(Collected data entries)

****************

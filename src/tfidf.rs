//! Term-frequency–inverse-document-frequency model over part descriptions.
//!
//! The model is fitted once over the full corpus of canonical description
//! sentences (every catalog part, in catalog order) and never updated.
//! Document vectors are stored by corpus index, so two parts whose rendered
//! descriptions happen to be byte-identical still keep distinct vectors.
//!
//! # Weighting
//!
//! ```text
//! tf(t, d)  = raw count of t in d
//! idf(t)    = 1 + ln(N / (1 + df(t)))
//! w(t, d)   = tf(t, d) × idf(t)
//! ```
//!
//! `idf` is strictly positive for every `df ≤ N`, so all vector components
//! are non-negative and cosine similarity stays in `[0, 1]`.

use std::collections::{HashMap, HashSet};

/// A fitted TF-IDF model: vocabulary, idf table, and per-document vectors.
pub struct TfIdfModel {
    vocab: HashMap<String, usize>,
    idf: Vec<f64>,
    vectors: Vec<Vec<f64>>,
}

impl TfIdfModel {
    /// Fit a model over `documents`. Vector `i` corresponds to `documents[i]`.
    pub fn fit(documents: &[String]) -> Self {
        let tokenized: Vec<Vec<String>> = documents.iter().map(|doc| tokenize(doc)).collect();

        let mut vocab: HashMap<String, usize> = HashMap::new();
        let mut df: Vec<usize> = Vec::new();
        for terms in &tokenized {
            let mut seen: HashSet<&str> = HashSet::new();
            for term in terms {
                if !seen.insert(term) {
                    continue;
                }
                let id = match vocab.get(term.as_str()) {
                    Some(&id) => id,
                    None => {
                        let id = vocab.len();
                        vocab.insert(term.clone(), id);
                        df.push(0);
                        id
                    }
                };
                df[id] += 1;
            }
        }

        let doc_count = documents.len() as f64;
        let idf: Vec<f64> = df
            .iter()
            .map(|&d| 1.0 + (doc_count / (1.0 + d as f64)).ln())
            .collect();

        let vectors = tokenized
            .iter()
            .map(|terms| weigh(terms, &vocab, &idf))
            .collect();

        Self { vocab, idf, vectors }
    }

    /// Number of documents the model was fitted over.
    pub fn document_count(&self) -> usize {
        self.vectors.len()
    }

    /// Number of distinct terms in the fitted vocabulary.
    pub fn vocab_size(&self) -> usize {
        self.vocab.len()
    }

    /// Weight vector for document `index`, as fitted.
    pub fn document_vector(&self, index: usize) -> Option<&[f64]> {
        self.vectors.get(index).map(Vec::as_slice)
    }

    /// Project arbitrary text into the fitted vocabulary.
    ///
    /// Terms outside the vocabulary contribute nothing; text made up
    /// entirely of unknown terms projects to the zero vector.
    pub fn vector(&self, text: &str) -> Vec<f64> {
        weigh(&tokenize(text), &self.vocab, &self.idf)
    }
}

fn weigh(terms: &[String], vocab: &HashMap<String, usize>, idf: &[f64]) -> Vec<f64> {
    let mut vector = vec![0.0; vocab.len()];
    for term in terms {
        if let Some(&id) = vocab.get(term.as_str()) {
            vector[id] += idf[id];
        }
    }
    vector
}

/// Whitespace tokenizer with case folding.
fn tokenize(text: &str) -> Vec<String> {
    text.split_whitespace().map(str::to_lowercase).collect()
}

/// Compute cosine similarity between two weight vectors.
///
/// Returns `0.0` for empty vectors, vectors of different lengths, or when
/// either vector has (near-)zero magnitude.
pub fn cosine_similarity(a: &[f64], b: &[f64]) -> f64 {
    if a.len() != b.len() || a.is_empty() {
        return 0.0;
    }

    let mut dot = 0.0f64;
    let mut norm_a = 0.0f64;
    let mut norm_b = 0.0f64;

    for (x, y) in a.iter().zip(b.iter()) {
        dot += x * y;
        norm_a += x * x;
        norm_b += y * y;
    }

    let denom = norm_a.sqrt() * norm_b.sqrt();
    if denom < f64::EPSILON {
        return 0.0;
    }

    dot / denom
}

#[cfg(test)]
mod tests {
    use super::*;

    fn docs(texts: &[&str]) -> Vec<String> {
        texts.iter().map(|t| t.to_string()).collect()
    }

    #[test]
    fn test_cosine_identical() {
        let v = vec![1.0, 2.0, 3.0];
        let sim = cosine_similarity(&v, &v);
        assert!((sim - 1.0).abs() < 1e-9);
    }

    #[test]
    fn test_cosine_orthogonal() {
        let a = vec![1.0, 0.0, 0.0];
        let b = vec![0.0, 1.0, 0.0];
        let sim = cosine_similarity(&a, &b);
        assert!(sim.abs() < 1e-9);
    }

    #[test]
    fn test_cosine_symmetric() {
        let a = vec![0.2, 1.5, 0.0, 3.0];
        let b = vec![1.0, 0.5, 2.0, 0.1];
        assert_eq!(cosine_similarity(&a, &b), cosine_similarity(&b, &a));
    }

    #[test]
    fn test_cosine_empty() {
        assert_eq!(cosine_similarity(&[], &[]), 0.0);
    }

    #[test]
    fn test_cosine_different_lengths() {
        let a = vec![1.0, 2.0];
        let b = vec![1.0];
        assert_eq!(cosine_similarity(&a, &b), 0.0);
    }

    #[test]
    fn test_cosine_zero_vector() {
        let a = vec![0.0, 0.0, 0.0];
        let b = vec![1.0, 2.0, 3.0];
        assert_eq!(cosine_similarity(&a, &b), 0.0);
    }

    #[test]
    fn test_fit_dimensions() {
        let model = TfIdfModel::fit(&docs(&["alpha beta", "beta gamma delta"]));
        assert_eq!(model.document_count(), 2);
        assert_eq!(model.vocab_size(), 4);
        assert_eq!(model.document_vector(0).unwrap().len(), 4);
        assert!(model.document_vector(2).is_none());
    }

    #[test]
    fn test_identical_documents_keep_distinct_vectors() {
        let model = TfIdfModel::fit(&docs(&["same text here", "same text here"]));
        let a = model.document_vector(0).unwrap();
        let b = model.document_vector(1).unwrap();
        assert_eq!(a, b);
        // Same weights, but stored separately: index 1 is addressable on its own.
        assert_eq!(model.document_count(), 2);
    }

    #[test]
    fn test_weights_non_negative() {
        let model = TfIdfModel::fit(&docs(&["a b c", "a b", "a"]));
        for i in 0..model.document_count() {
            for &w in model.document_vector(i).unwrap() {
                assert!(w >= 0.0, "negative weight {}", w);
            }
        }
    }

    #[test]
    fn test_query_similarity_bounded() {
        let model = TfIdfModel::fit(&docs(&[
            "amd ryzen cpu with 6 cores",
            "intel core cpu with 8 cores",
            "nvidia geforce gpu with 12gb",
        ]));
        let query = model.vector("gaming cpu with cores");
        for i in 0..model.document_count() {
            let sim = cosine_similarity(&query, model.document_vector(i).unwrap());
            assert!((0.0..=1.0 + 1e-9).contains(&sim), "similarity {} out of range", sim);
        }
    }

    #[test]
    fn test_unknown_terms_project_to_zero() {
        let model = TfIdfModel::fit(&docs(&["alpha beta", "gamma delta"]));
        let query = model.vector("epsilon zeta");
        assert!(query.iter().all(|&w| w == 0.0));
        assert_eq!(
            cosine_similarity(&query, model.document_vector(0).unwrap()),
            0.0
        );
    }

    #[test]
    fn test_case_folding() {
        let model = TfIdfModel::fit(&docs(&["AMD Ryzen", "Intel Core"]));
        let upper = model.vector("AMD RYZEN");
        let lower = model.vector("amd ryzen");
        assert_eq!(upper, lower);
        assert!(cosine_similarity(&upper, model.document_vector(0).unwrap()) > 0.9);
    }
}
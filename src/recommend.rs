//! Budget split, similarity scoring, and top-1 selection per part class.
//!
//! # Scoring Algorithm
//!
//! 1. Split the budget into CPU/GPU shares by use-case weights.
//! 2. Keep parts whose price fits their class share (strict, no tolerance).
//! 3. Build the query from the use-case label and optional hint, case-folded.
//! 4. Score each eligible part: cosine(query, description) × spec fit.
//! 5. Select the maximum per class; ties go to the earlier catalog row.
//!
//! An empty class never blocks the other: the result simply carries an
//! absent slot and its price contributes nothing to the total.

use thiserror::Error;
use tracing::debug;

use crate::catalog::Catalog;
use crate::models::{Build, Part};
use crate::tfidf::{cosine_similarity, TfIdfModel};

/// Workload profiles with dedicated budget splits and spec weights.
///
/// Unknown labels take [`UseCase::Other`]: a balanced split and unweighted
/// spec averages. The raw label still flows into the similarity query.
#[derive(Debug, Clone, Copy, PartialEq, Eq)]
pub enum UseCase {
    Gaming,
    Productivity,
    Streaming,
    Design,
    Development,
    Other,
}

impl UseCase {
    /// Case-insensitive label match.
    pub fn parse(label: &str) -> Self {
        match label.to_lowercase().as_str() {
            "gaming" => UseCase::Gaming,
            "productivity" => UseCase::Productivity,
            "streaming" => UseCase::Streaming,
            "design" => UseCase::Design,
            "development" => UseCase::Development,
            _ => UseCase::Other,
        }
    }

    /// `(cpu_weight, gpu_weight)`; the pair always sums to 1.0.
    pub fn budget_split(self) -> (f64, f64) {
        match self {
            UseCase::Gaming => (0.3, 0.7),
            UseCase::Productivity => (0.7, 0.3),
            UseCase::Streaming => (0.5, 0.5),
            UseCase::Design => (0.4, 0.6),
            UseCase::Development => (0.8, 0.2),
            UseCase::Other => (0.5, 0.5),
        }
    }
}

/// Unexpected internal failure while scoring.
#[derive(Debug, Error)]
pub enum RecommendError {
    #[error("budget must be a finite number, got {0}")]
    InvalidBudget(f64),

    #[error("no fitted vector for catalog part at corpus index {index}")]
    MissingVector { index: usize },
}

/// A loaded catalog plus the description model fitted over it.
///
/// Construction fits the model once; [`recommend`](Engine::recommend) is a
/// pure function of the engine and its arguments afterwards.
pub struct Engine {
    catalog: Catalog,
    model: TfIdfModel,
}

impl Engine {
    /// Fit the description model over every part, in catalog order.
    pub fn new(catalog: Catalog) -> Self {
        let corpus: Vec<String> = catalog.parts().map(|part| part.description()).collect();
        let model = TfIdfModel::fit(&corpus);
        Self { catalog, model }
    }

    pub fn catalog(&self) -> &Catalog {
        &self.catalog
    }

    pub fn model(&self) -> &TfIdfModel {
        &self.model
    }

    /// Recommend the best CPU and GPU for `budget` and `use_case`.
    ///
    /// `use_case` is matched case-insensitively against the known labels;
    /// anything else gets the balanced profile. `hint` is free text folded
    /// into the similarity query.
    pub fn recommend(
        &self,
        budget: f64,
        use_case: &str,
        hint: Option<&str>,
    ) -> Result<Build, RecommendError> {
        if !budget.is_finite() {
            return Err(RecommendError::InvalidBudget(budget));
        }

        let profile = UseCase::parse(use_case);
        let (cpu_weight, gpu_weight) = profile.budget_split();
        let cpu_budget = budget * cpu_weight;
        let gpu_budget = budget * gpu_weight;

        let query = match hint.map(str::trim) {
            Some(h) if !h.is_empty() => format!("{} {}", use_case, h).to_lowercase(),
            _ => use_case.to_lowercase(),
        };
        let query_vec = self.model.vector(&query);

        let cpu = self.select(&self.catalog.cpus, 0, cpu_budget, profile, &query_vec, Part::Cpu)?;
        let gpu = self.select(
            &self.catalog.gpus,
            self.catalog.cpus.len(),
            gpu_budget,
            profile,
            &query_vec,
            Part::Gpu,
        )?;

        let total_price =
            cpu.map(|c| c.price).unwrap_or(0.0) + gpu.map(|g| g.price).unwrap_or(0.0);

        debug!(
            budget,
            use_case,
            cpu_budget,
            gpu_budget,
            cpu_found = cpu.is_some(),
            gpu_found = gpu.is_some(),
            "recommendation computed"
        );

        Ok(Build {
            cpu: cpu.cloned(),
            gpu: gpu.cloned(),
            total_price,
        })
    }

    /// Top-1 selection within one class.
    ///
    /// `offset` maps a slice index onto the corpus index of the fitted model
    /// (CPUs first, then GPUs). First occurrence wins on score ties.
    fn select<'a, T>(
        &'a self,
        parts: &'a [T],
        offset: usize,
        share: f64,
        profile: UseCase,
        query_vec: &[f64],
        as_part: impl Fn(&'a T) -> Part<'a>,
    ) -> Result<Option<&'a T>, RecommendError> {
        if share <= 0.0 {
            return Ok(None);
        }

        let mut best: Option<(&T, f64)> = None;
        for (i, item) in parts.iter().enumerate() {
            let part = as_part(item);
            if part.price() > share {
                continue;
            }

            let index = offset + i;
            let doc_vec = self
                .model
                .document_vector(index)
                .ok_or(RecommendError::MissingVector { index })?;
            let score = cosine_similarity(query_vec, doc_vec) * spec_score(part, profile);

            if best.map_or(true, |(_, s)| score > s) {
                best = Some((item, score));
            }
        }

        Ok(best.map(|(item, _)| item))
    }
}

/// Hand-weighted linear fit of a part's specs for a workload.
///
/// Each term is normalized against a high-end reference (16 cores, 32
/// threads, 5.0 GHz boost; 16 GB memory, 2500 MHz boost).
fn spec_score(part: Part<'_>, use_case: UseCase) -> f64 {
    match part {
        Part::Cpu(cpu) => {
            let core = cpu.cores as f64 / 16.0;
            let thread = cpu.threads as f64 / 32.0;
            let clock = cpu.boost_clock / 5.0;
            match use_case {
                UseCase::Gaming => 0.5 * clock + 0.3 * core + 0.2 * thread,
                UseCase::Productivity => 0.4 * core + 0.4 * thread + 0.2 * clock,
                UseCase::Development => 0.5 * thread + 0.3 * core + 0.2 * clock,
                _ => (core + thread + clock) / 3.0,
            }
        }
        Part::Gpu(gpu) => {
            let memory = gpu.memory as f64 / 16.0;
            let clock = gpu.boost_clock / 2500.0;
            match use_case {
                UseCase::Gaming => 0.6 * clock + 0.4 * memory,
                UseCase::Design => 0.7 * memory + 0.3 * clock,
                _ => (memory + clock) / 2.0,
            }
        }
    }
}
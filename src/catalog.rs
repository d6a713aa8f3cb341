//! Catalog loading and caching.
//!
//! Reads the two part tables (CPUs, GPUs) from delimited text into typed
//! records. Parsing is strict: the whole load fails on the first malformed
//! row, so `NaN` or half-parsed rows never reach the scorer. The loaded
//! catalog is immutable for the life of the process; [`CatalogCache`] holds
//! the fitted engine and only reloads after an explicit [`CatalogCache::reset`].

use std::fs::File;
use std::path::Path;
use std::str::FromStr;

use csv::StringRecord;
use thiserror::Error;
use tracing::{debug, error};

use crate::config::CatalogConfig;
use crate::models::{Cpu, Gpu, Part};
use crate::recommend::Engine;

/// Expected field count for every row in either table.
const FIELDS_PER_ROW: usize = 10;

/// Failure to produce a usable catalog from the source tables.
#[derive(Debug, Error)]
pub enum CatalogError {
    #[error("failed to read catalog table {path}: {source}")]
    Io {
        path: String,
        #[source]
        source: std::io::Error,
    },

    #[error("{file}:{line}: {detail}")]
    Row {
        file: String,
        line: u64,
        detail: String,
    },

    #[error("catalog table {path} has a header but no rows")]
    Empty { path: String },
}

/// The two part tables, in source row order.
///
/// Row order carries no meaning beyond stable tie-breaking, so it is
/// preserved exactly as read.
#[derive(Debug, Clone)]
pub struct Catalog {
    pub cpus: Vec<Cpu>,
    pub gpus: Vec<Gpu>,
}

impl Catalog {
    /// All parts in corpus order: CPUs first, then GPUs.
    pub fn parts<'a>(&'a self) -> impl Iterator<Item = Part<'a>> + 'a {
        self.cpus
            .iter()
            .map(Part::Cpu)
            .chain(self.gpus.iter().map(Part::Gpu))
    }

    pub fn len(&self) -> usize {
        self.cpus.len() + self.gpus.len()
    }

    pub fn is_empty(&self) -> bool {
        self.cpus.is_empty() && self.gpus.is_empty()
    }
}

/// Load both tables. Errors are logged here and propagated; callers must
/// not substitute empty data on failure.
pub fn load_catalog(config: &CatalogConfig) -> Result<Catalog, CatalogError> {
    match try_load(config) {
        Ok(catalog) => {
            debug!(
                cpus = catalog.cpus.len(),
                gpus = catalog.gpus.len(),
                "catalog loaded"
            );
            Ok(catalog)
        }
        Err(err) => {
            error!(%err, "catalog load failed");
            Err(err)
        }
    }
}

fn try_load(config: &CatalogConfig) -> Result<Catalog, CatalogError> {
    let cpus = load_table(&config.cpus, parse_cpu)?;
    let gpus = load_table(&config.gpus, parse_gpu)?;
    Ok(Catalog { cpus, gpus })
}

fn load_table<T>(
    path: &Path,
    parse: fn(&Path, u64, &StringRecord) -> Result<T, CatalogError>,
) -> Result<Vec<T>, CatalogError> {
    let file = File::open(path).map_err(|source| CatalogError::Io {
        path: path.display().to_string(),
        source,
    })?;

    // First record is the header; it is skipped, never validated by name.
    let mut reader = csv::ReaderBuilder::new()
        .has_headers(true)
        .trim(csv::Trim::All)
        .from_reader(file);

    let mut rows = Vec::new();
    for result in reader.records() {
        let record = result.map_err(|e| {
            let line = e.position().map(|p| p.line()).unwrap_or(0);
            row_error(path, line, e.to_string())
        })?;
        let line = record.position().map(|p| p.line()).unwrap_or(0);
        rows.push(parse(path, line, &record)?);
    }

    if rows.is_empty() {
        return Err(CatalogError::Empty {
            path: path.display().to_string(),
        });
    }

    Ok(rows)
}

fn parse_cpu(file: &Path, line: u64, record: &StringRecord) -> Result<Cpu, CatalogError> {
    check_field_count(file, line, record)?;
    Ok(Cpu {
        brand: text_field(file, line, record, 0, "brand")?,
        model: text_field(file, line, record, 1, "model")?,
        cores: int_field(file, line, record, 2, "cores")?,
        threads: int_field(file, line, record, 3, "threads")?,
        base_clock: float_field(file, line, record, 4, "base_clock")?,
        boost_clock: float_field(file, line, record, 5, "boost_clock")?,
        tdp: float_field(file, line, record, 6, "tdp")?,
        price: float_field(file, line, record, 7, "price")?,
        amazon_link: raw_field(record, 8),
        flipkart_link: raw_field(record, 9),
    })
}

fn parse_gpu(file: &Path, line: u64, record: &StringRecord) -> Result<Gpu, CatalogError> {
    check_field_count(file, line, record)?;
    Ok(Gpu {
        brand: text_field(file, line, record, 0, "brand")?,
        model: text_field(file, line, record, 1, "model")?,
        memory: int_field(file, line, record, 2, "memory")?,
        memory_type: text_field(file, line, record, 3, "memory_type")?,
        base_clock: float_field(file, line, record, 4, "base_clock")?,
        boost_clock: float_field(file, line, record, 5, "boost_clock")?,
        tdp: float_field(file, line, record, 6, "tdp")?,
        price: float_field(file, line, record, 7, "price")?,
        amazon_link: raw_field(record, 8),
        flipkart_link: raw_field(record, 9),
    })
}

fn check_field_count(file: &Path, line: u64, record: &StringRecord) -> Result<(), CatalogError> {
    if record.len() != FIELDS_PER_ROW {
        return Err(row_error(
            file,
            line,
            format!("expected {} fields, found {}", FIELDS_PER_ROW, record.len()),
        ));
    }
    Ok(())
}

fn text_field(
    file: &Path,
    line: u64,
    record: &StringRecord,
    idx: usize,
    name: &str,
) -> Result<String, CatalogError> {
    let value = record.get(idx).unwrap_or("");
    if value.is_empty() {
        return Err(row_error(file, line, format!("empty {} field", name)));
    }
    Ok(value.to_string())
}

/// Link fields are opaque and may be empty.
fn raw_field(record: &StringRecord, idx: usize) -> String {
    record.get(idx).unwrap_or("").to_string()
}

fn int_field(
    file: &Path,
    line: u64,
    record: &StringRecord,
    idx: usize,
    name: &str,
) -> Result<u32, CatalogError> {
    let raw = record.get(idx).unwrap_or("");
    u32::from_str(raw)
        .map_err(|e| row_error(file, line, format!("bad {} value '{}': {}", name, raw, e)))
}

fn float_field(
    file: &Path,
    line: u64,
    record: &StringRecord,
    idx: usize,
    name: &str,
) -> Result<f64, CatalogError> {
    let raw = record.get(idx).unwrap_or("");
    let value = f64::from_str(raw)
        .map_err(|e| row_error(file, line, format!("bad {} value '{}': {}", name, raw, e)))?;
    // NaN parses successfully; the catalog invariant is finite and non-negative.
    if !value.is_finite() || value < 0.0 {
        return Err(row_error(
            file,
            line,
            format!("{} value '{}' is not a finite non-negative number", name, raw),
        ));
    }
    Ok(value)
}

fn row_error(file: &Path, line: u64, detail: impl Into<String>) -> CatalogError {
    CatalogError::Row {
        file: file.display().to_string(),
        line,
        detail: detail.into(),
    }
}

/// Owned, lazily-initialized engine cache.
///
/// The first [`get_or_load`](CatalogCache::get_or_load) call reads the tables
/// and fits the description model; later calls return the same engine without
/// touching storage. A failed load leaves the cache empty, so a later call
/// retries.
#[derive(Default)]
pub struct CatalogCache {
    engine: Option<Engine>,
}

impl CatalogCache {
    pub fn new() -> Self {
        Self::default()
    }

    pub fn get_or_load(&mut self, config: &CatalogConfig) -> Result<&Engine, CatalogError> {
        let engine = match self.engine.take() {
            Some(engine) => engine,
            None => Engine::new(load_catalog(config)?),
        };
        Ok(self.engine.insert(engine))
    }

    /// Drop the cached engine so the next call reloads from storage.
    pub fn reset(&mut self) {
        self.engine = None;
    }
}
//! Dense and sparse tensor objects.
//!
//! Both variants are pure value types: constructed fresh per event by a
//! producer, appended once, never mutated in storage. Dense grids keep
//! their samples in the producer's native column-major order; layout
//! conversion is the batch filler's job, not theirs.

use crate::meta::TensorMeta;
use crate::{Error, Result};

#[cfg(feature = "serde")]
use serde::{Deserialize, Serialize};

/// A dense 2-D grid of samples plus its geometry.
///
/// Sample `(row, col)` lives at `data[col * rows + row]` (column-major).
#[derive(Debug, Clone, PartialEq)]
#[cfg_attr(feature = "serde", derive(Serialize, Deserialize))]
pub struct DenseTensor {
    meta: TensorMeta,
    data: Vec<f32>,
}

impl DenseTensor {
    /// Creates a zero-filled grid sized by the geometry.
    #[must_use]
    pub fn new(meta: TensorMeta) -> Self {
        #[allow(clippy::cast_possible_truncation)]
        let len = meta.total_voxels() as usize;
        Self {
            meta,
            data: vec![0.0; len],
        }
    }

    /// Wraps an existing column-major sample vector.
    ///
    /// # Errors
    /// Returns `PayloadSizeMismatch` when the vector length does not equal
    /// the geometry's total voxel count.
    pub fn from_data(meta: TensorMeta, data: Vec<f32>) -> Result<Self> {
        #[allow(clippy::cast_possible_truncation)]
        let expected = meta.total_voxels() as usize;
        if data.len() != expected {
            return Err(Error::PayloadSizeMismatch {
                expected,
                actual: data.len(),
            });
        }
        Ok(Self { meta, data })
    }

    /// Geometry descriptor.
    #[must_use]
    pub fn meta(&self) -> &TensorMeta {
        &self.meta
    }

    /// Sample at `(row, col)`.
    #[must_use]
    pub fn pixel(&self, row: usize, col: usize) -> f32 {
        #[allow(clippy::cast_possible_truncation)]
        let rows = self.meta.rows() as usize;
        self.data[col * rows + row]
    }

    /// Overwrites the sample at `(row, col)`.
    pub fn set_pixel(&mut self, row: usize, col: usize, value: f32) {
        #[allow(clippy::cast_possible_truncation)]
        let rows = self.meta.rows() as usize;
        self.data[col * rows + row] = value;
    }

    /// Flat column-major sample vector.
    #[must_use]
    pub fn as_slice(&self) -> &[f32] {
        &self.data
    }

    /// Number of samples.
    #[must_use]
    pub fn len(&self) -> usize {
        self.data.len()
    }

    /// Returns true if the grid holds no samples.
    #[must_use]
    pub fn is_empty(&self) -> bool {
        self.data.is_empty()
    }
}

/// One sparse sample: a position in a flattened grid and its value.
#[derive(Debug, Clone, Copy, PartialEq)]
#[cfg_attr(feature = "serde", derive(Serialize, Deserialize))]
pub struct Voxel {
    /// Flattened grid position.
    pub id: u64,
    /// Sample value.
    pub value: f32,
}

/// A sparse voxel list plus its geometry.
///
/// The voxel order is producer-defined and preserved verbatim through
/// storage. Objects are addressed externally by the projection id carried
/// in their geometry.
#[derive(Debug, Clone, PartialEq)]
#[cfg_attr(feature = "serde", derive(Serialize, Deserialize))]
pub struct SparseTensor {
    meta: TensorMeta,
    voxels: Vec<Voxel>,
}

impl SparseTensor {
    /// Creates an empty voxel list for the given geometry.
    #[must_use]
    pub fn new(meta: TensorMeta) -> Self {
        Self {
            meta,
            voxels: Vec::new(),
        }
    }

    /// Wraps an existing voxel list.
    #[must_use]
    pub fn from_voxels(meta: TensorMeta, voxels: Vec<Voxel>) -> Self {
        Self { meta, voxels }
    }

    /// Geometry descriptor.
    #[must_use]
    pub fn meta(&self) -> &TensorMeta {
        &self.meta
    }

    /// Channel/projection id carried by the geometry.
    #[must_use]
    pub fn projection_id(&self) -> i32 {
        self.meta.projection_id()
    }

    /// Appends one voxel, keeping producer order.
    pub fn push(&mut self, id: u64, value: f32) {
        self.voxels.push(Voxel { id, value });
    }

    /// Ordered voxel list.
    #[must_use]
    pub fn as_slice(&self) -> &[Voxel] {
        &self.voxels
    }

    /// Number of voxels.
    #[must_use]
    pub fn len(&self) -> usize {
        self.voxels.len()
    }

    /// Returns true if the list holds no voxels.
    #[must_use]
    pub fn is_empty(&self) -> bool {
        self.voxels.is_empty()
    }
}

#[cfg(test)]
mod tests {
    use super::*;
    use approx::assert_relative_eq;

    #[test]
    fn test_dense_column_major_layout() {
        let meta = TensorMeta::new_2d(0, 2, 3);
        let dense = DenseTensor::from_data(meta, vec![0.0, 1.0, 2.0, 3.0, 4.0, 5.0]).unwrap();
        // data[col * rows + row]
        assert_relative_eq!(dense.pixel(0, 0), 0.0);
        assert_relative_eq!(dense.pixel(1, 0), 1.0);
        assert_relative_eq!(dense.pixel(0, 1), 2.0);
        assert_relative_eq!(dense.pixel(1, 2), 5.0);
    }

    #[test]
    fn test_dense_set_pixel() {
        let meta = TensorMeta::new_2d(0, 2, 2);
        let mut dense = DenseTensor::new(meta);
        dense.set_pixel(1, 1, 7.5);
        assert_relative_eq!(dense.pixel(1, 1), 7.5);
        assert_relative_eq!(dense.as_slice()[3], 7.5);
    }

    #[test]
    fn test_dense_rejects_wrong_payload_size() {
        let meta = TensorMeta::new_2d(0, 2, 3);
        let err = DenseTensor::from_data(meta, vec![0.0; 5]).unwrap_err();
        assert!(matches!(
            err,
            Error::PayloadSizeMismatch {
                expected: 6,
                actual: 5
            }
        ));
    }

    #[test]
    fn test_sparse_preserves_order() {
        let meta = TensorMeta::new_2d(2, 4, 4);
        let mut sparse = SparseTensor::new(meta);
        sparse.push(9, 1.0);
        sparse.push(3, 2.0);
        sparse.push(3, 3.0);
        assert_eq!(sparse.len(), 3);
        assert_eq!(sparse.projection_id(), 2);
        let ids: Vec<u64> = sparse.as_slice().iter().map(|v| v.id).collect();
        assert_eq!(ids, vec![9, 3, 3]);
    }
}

****************

● **What the task asks**
Copy all lines of the records in which the string "filename" can be found.

● **Answer space**
filename src/tfidf.rs
filename src/recommend.rs
filename src/catalog.rs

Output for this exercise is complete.